Azim began playing for Wijaya FC as a youngster in the 2015 Brunei Super League, scoring six goals in his first season. After mustering four goals in nine matches with Wijaya the following campaign,
Azim opted to play for the football team of the Royal Brunei Police Force Sports Council from 2017, having entered service as an additional police officer. He led the line for the Policemen and managed to feature in two consecutive FA Cup finals, in 2018 and 2019.

Azim transferred to DPMM FC's reserve team for the 2020 Brunei Super League and played only two league games before the league was ultimately abandoned due to the COVID-19 pandemic. When football resumed in Brunei in June 2021, Azim returned to the policemen who were now called MS PPDB after the DPMM first team took over the reserve team's place. The league was halted and eventually cancelled again in August after seven rounds due to the re-emergence of COVID-19 cases inside Brunei.

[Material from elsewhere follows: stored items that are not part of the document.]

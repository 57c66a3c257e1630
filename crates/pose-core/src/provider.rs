//! Boundary to the external inference models.
//!
//! Both providers are synchronous and may be slow; callers are expected to
//! bound them with a timeout.

use anyhow::Result;
use video_ingest::Frame;

use crate::landmarks::LandmarkSet;

/// Pose estimation: a frame in, a complete landmark set or nothing out.
pub trait LandmarkProvider: Send + Sync {
    fn detect(&self, frame: &Frame) -> Result<Option<LandmarkSet>>;
}

/// Facial emotion recognition. `None` means no face was found.
pub trait EmotionProvider: Send + Sync {
    fn detect(&self, frame: &Frame) -> Result<Option<String>>;
}

impl<F> LandmarkProvider for F
where
    F: Fn(&Frame) -> Result<Option<LandmarkSet>> + Send + Sync,
{
    fn detect(&self, frame: &Frame) -> Result<Option<LandmarkSet>> {
        self(frame)
    }
}

impl<F> EmotionProvider for F
where
    F: Fn(&Frame) -> Result<Option<String>> + Send + Sync,
{
    fn detect(&self, frame: &Frame) -> Result<Option<String>> {
        self(frame)
    }
}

In the 2022 Brunei FA Cup, Azim scored six goals to help the Policemen reach the quarter-finals, where they were beaten 3–4 on aggregate against MS ABDB. His consistent goalscoring form in recent Brunei Super League campaigns has made PPDB one of the top sides of the league, finishing in the top half of the table despite fielding no foreigners and utilising only police personnel as football players.

==International career==
===Youth===
In September 2013, Azim featured alongside captain Faiq Bolkiah at the 2013 AFF U-19 Youth Championship, playing the first three group games. A year later, Azim was selected for the 2014 Hassanal Bolkiah Trophy, as part of the strikeforce of the host team alongside Adi Said and Asri Aspar. He managed two goals and two assists in two appearances, including a brace against Singapore.

In 2017, Azim was selected for the Brunei under-23s to compete at the 2018 AFC U-23 Championship qualification hosted by Myanmar in July. He took the field from off the bench in the games against the hosts as well as Singapore.

===Senior===

In June 2026, Azim earned a callup to the full international squad to face Timor-Leste in the two-legged qualification for the Hyundai Cup. He started both games in attack whereby the Wasps were beaten 6–1 on aggregate.